Get started with Phi3 and other language models in your Windows app with ONNX Runtime Generative AI

This article walks you through creating a WinUI 3 app that uses a Phi3 model and the ONNX Runtime Generative AI library to implement a simple generative AI chat app. Large language models (LLMs) allow you to add text generation, transformation, reasoning, and translation capabilities to your app. For more information on using AI and machine learning models in your windows app, see Get started using AI and Machine Learning models in your Windows app. For more information about ONNX runtime and generative AI, see Generative AI with ONNX Runtime.

What is the ONNX Runtime

ONNX Runtime is a cross-platform machine-learning model accelerator, with a flexible interface to integrate hardware-specific libraries. ONNX Runtime can be used with models from PyTorch, Tensorflow/Keras, TFLite, scikit-learn, and other frameworks. For more information, see the ONNX Runtime website at https://onnxruntime.ai/docs/.

Prerequisites

  • Your device must have developer mode enabled. For more information see Enable your device for development.
  • Visual Studio 2022 or later with the .NET desktop development workload.

Create a new C# WinUI app

In Visual Studio, create a new project. In the Create a new project dialog, set the language filter to "C#" and the project type filter to "winui", then select the Blank app, Packaged (WinUI3 in Desktop) template. Name the new project "GenAIExample".

Add references to the ONNX Runtime Generative AI Nuget package

In Solution Explorer, right-click Dependencies and select Manage NuGet packages.... In the NuGet package manager, select the Browse tab. Search for "Microsoft.ML.OnnxRuntimeGenAI.DirectML", select the latest stable version in the Version drop-down and then click Install.

Add a model and vocabulary file to your project

In Solution Explorer, right-click your project and select Add->New Folder. Name the new folder "Models". For this example, we will be using the model from https://huggingface.co/microsoft/Phi-3-mini-4k-instruct-onnx/tree/main/directml/directml-int4-awq-block-128.

There are several different ways to retrieve models. For this walkthrough, we will use the Hugging Face Command Line Interface (CLI). If you get the models using another method, you may have to adjust the file paths to the model in the example code. For information on installing the Hugging Face CLI and setting up your account to use it, see Command Line Interface (CLI).

After installing the CLI, open a terminal, navigate to the Models directory you created, and type the following command.

huggingface-cli download microsoft/Phi-3-mini-4k-instruct-onnx --include directml/* --local-dir .

When the operation is complete verify that the following file exists: [Project Directory]\Models\directml\directml-int4-awq-block-128\model.onnx.

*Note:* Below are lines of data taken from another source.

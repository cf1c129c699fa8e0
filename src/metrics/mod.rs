// src/metrics/mod.rs
//! Operational counters for the refresh core plus an optional JSON-lines
//! event log for offline analysis of refresh behavior.

use crate::error::FailureReason;
use crate::utils::TokenResourceKey;
use log::{info, warn};
use serde::Serialize;
use serde_json::json;
use std::fs::OpenOptions;
use std::io::Write;
use std::sync::atomic::{AtomicU64, Ordering};
use std::sync::Mutex;

#[derive(Default)]
pub struct Metrics {
    refreshes_served: AtomicU64,
    cache_hits: AtomicU64,
    refreshes_failed: AtomicU64,
    rate_limit_denials: AtomicU64,
    busy_attaches: AtomicU64,
    jobs_created: AtomicU64,
    log_file: Mutex<Option<std::fs::File>>,
}

#[derive(Debug, Clone, Serialize, PartialEq, Eq)]
pub struct MetricsSummary {
    pub refreshes_served: u64,
    pub cache_hits: u64,
    pub refreshes_failed: u64,
    pub rate_limit_denials: u64,
    pub busy_attaches: u64,
    pub jobs_created: u64,
}

impl Metrics {
    pub fn new(log_path: Option<&str>) -> Self {
        let log_file = log_path.and_then(|path| {
            match OpenOptions::new().create(true).append(true).open(path) {
                Ok(file) => Some(file),
                Err(e) => {
                    warn!("Failed to open metrics log file {}: {}", path, e);
                    None
                }
            }
        });
        Self {
            log_file: Mutex::new(log_file),
            ..Self::default()
        }
    }

    pub fn log_job_created(&self, key: &TokenResourceKey, attempt: u32) {
        self.jobs_created.fetch_add(1, Ordering::Relaxed);
        self.write_event(json!({
            "timestamp": chrono::Utc::now().to_rfc3339(),
            "event": "job_created",
            "resource_key": key.to_string(),
            "attempt": attempt,
        }));
    }

    pub fn log_refresh_served(&self, key: &TokenResourceKey, from_cache: bool, duration_ms: u64) {
        self.refreshes_served.fetch_add(1, Ordering::Relaxed);
        if from_cache {
            self.cache_hits.fetch_add(1, Ordering::Relaxed);
        }
        self.write_event(json!({
            "timestamp": chrono::Utc::now().to_rfc3339(),
            "event": "refresh_served",
            "resource_key": key.to_string(),
            "from_cache": from_cache,
            "duration_ms": duration_ms,
        }));
    }

    pub fn log_refresh_failed(&self, key: &TokenResourceKey, reason: FailureReason) {
        self.refreshes_failed.fetch_add(1, Ordering::Relaxed);
        self.write_event(json!({
            "timestamp": chrono::Utc::now().to_rfc3339(),
            "event": "refresh_failed",
            "resource_key": key.to_string(),
            "reason": reason.code(),
        }));
    }

    pub fn log_rate_limit_denial(&self, key: &str) {
        self.rate_limit_denials.fetch_add(1, Ordering::Relaxed);
        self.write_event(json!({
            "timestamp": chrono::Utc::now().to_rfc3339(),
            "event": "rate_limit_denied",
            "key": key,
        }));
    }

    pub fn log_busy_attach(&self, key: &TokenResourceKey) {
        self.busy_attaches.fetch_add(1, Ordering::Relaxed);
        self.write_event(json!({
            "timestamp": chrono::Utc::now().to_rfc3339(),
            "event": "attached_to_inflight",
            "resource_key": key.to_string(),
        }));
    }

    pub fn summary(&self) -> MetricsSummary {
        MetricsSummary {
            refreshes_served: self.refreshes_served.load(Ordering::Relaxed),
            cache_hits: self.cache_hits.load(Ordering::Relaxed),
            refreshes_failed: self.refreshes_failed.load(Ordering::Relaxed),
            rate_limit_denials: self.rate_limit_denials.load(Ordering::Relaxed),
            busy_attaches: self.busy_attaches.load(Ordering::Relaxed),
            jobs_created: self.jobs_created.load(Ordering::Relaxed),
        }
    }

    pub fn log_summary(&self) {
        let s = self.summary();
        info!(
            "Refresh metrics: served={} (cache hits {}), failed={}, rate-limited={}, busy-attached={}, jobs={}",
            s.refreshes_served,
            s.cache_hits,
            s.refreshes_failed,
            s.rate_limit_denials,
            s.busy_attaches,
            s.jobs_created
        );
    }

    fn write_event(&self, event: serde_json::Value) {
        let mut guard = match self.log_file.lock() {
            Ok(g) => g,
            Err(poisoned) => poisoned.into_inner(),
        };
        if let Some(file) = guard.as_mut() {
            if let Err(e) = writeln!(file, "{}", event) {
                warn!("Failed to write metrics event: {}", e);
            }
        }
    }
}

#[cfg(test)]
mod tests {
    use super::*;

    #[test]
    fn counters_accumulate() {
        let metrics = Metrics::new(None);
        let key = TokenResourceKey::holder_benchmark(1, "0xabc");

        metrics.log_job_created(&key, 1);
        metrics.log_refresh_served(&key, false, 25);
        metrics.log_refresh_served(&key, true, 0);
        metrics.log_refresh_failed(&key, FailureReason::UpstreamUnavailable);
        metrics.log_rate_limit_denial("caller-1");
        metrics.log_busy_attach(&key);

        let s = metrics.summary();
        assert_eq!(s.jobs_created, 1);
        assert_eq!(s.refreshes_served, 2);
        assert_eq!(s.cache_hits, 1);
        assert_eq!(s.refreshes_failed, 1);
        assert_eq!(s.rate_limit_denials, 1);
        assert_eq!(s.busy_attaches, 1);
    }
}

In Solution Explorer, expand the "directml-int4-awq-block-128" folder and select all of the files in the folder. In the File Properties pane, set Copy to Output Directory to "Copy if newer".

Add a simple UI to interact with the model

For this example we will create a very simplistic UI that has a TextBox for specifying a prompt, a Button for submitting the prompt, and a TextBlock for displaying status messages and the responses from the model. Replace the default StackPanel element in MainWindow.xaml with the following XAML.

<Grid>
    <Grid.ColumnDefinitions>
        <ColumnDefinition/>
        <ColumnDefinition/>
    </Grid.ColumnDefinitions>
    <StackPanel Orientation="Vertical" HorizontalAlignment="Center" VerticalAlignment="Center" Grid.Column ="0">
        <TextBox x:Name="promptTextBox" Text="Compose a haiku about coding."/>
        <Button x:Name="myButton" Click="myButton_Click">Submit prompt</Button>
    </StackPanel>
    <Border Grid.Column="1" Margin="20">
        <TextBlock x:Name="responseTextBlock" TextWrapping="WrapWholeWords"/>
    </Border>
</Grid>

Initialize the model

In MainWindow.xaml.cs, add a using directive for the Microsoft.ML.OnnxRuntimeGenAI namespace.

using Microsoft.ML.OnnxRuntimeGenAI;

Declare member variables inside the MainPage class definition for the Model and the Tokenizer. Set the location for the model files we added in the previous steps.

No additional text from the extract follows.